:: What the task requires ::
Return each line of the material verbatim.

(Supplied data Opens)

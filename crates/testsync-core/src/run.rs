//! Run-results input model.
//!
//! Mirrors the JSON a test runner dumps when a run finishes: an ordered list
//! of files, each holding a recursive task tree. Fields the reconciler does
//! not read are kept in `extra` so the structural stack search can still see
//! them.

use std::path::Path;

use serde::{Deserialize, Serialize};
use serde_json::{Map, Value};

use crate::error::{Result, SyncError};

/// One test file of a run (the top-level result group).
#[derive(Debug, Clone, PartialEq, Serialize, Deserialize)]
pub struct RunFile {
    #[serde(default)]
    pub id: String,
    /// Path of the file relative to the project root
    pub name: String,
    #[serde(default)]
    pub filepath: Option<String>,
    #[serde(default)]
    pub result: Option<TaskResult>,
    #[serde(default)]
    pub tasks: Vec<Task>,
}

impl RunFile {
    pub fn failed(&self) -> bool {
        self.result
            .as_ref()
            .and_then(|r| r.state.as_deref())
            .is_some_and(|s| s.eq_ignore_ascii_case("fail"))
    }
}

/// A node of the task tree: a suite when `tasks` is present, a test otherwise.
#[derive(Debug, Clone, PartialEq, Serialize, Deserialize)]
pub struct Task {
    pub id: String,
    pub name: String,
    /// Declared mode (`run`, `skip`, `only`, `todo`)
    #[serde(default)]
    pub mode: Option<String>,
    #[serde(default)]
    pub file: Option<FileRef>,
    #[serde(default)]
    pub result: Option<TaskResult>,
    #[serde(default)]
    pub tasks: Option<Vec<Task>>,
    #[serde(flatten)]
    pub extra: Map<String, Value>,
}

impl Task {
    pub fn is_group(&self) -> bool {
        self.tasks.is_some()
    }

    pub fn errors(&self) -> &[TaskError] {
        self.result
            .as_ref()
            .map(|r| r.errors.as_slice())
            .unwrap_or_default()
    }
}

/// Reference from a task back to its file.
#[derive(Debug, Clone, Default, PartialEq, Serialize, Deserialize)]
pub struct FileRef {
    #[serde(default)]
    pub id: String,
    #[serde(default)]
    pub name: String,
    #[serde(default)]
    pub filepath: String,
}

#[derive(Debug, Clone, Default, PartialEq, Serialize, Deserialize)]
pub struct TaskResult {
    #[serde(default)]
    pub state: Option<String>,
    #[serde(default)]
    pub errors: Vec<TaskError>,
}

/// An error attached to a failed task.
#[derive(Debug, Clone, Default, PartialEq, Serialize, Deserialize)]
pub struct TaskError {
    #[serde(default)]
    pub name: String,
    #[serde(default)]
    pub message: String,
    #[serde(default)]
    pub diff: Option<String>,
    /// Parsed stack frames; filled in asynchronously by the runner
    #[serde(default)]
    pub stacks: Option<Vec<StackLocation>>,
    /// Raw textual stack trace
    #[serde(default)]
    pub stack: Option<String>,
}

/// One parsed stack location.
#[derive(Debug, Clone, PartialEq, Eq, Serialize, Deserialize)]
pub struct StackLocation {
    #[serde(default)]
    pub file: Option<String>,
    pub line: u32,
    pub column: u32,
}

#[derive(Deserialize)]
#[serde(untagged)]
enum RunDocument {
    Files(Vec<RunFile>),
    Wrapped { files: Vec<RunFile> },
}

/// A parsed run-results document.
#[derive(Debug, Clone, Default, PartialEq)]
pub struct RunResults {
    pub files: Vec<RunFile>,
}

impl RunResults {
    /// Parse either a bare `[file, ...]` array or `{ "files": [...] }`.
    pub fn from_json(raw: &str) -> Result<Self> {
        let files = match serde_json::from_str(raw)? {
            RunDocument::Files(files) => files,
            RunDocument::Wrapped { files } => files,
        };
        Ok(RunResults { files })
    }

    pub fn from_path(path: impl AsRef<Path>) -> Result<Self> {
        let path = path.as_ref();
        let raw = std::fs::read_to_string(path).map_err(|source| SyncError::Io {
            path: path.to_path_buf(),
            source,
        })?;
        Self::from_json(&raw)
    }

    pub fn any_failed(&self) -> bool {
        self.files.iter().any(RunFile::failed)
    }

    /// Depth-first lookup of a task by id.
    pub fn find_task(&self, id: &str) -> Option<&Task> {
        let mut stack: Vec<&Task> = self.files.iter().flat_map(|f| f.tasks.iter()).collect();
        while let Some(task) = stack.pop() {
            if task.id == id {
                return Some(task);
            }
            if let Some(children) = &task.tasks {
                stack.extend(children.iter());
            }
        }
        None
    }
}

(Supplied data Closes)

:: Exercise response ::
filename crates/testsync-core/src/run.rs
//! Run-results input model.
//!
//! Mirrors the JSON a test runner dumps when a run finishes: an ordered list
//! of files, each holding a recursive task tree. Fields the reconciler does
//! not read are kept in `extra` so the structural stack search can still see
//! them.

use std::path::Path;

use serde::{Deserialize, Serialize};
use serde_json::{Map, Value};

use crate::error::{Result, SyncError};

/// One test file of a run (the top-level result group).
#[derive(Debug, Clone, PartialEq, Serialize, Deserialize)]
pub struct RunFile {
    #[serde(default)]
    pub id: String,
    /// Path of the file relative to the project root
    pub name: String,
    #[serde(default)]
    pub filepath: Option<String>,
    #[serde(default)]
    pub result: Option<TaskResult>,
    #[serde(default)]
    pub tasks: Vec<Task>,
}

impl RunFile {
    pub fn failed(&self) -> bool {
        self.result
            .as_ref()
            .and_then(|r| r.state.as_deref())
            .is_some_and(|s| s.eq_ignore_ascii_case("fail"))
    }
}

/// A node of the task tree: a suite when `tasks` is present, a test otherwise.
#[derive(Debug, Clone, PartialEq, Serialize, Deserialize)]
pub struct Task {
    pub id: String,
    pub name: String,
    /// Declared mode (`run`, `skip`, `only`, `todo`)
    #[serde(default)]
    pub mode: Option<String>,
    #[serde(default)]
    pub file: Option<FileRef>,
    #[serde(default)]
    pub result: Option<TaskResult>,
    #[serde(default)]
    pub tasks: Option<Vec<Task>>,
    #[serde(flatten)]
    pub extra: Map<String, Value>,
}

impl Task {
    pub fn is_group(&self) -> bool {
        self.tasks.is_some()
    }

    pub fn errors(&self) -> &[TaskError] {
        self.result
            .as_ref()
            .map(|r| r.errors.as_slice())
            .unwrap_or_default()
    }
}

/// Reference from a task back to its file.
#[derive(Debug, Clone, Default, PartialEq, Serialize, Deserialize)]
pub struct FileRef {
    #[serde(default)]
    pub id: String,
    #[serde(default)]
    pub name: String,
    #[serde(default)]
    pub filepath: String,
}

#[derive(Debug, Clone, Default, PartialEq, Serialize, Deserialize)]
pub struct TaskResult {
    #[serde(default)]
    pub state: Option<String>,
    #[serde(default)]
    pub errors: Vec<TaskError>,
}

/// An error attached to a failed task.
#[derive(Debug, Clone, Default, PartialEq, Serialize, Deserialize)]
pub struct TaskError {
    #[serde(default)]
    pub name: String,
    #[serde(default)]
    pub message: String,
    #[serde(default)]
    pub diff: Option<String>,
    /// Parsed stack frames; filled in asynchronously by the runner
    #[serde(default)]
    pub stacks: Option<Vec<StackLocation>>,
    /// Raw textual stack trace
    #[serde(default)]
    pub stack: Option<String>,
}

/// One parsed stack location.
#[derive(Debug, Clone, PartialEq, Eq, Serialize, Deserialize)]
pub struct StackLocation {
    #[serde(default)]
    pub file: Option<String>,
    pub line: u32,
    pub column: u32,
}

#[derive(Deserialize)]
#[serde(untagged)]
enum RunDocument {
    Files(Vec<RunFile>),
    Wrapped { files: Vec<RunFile> },
}

/// A parsed run-results document.
#[derive(Debug, Clone, Default, PartialEq)]
pub struct RunResults {
    pub files: Vec<RunFile>,
}

impl RunResults {
    /// Parse either a bare `[file, ...]` array or `{ "files": [...] }`.
    pub fn from_json(raw: &str) -> Result<Self> {
        let files = match serde_json::from_str(raw)? {
            RunDocument::Files(files) => files,
            RunDocument::Wrapped { files } => files,
        };
        Ok(RunResults { files })
    }

    pub fn from_path(path: impl AsRef<Path>) -> Result<Self> {
        let path = path.as_ref();
        let raw = std::fs::read_to_string(path).map_err(|source| SyncError::Io {
            path: path.to_path_buf(),
            source,
        })?;
        Self::from_json(&raw)
    }

    pub fn any_failed(&self) -> bool {
        self.files.iter().any(RunFile::failed)
    }

    /// Depth-first lookup of a task by id.
    pub fn find_task(&self, id: &str) -> Option<&Task> {
        let mut stack: Vec<&Task> = self.files.iter().flat_map(|f| f.tasks.iter()).collect();
        while let Some(task) = stack.pop() {
            if task.id == id {
                return Some(task);
            }
            if let Some(children) = &task.tasks {
                stack.extend(children.iter());
            }
        }
        None
    }
}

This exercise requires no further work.